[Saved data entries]

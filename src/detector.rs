use std::collections::BTreeSet;
use std::path::{Path, PathBuf};

use walkdir::WalkDir;

use crate::manifest::Manifest;

/// Expand the root manifest's `workspaces` patterns into sub-package
/// directories (relative to `root`) that contain a `package.json`.
///
/// Supports literal directories, a trailing `/*` (one level) and a trailing
/// `/**` (any depth). Hidden directories and `node_modules` are never matched
/// or descended into.
pub fn detect_workspaces(root: &Path, manifest: &Manifest) -> Vec<PathBuf> {
    let mut found: BTreeSet<PathBuf> = BTreeSet::new();

    for pattern in manifest.workspace_patterns() {
        let pattern = pattern.trim().trim_start_matches("./").trim_end_matches('/');
        if pattern.is_empty() || pattern.starts_with('!') {
            continue;
        }

        let (parent, max_depth) = match pattern.strip_suffix("/**") {
            Some(parent) => (parent, usize::MAX),
            None => match pattern.strip_suffix("/*") {
                Some(parent) => (parent, 1),
                None => {
                    if root.join(pattern).join("package.json").is_file() {
                        found.insert(PathBuf::from(pattern));
                    }
                    continue;
                }
            },
        };

        let base = root.join(parent);
        let dirs = WalkDir::new(&base)
            .min_depth(1)
            .max_depth(max_depth)
            .sort_by_file_name()
            .into_iter()
            .filter_entry(|e| {
                let name = e.file_name().to_string_lossy();
                e.file_type().is_dir() && !name.starts_with('.') && name != "node_modules"
            })
            .filter_map(|e| e.ok());
        for entry in dirs {
            if !entry.path().join("package.json").is_file() {
                continue;
            }
            if let Ok(rel) = entry.path().strip_prefix(root) {
                found.insert(rel.to_path_buf());
            }
        }
    }

    found.into_iter().collect()
}

/// `/`-separated form of a relative sub-package path, used as identity prefix.
pub fn workspace_key(rel: &Path) -> String {
    rel.components()
        .map(|c| c.as_os_str().to_string_lossy().into_owned())
        .collect::<Vec<_>>()
        .join("/")
}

TASK TO COMPLETE – The data above must be returned in full, exactly as written.

TASK RESPONSE –
filename src/detector.rs
use std::collections::BTreeSet;
use std::path::{Path, PathBuf};

use walkdir::WalkDir;

use crate::manifest::Manifest;

/// Expand the root manifest's `workspaces` patterns into sub-package
/// directories (relative to `root`) that contain a `package.json`.
///
/// Supports literal directories, a trailing `/*` (one level) and a trailing
/// `/**` (any depth). Hidden directories and `node_modules` are never matched
/// or descended into.
pub fn detect_workspaces(root: &Path, manifest: &Manifest) -> Vec<PathBuf> {
    let mut found: BTreeSet<PathBuf> = BTreeSet::new();

    for pattern in manifest.workspace_patterns() {
        let pattern = pattern.trim().trim_start_matches("./").trim_end_matches('/');
        if pattern.is_empty() || pattern.starts_with('!') {
            continue;
        }

        let (parent, max_depth) = match pattern.strip_suffix("/**") {
            Some(parent) => (parent, usize::MAX),
            None => match pattern.strip_suffix("/*") {
                Some(parent) => (parent, 1),
                None => {
                    if root.join(pattern).join("package.json").is_file() {
                        found.insert(PathBuf::from(pattern));
                    }
                    continue;
                }
            },
        };

        let base = root.join(parent);
        let dirs = WalkDir::new(&base)
            .min_depth(1)
            .max_depth(max_depth)
            .sort_by_file_name()
            .into_iter()
            .filter_entry(|e| {
                let name = e.file_name().to_string_lossy();
                e.file_type().is_dir() && !name.starts_with('.') && name != "node_modules"
            })
            .filter_map(|e| e.ok());
        for entry in dirs {
            if !entry.path().join("package.json").is_file() {
                continue;
            }
            if let Ok(rel) = entry.path().strip_prefix(root) {
                found.insert(rel.to_path_buf());
            }
        }
    }

    found.into_iter().collect()
}

/// `/`-separated form of a relative sub-package path, used as identity prefix.
pub fn workspace_key(rel: &Path) -> String {
    rel.components()
        .map(|c| c.as_os_str().to_string_lossy().into_owned())
        .collect::<Vec<_>>()
        .join("/")
}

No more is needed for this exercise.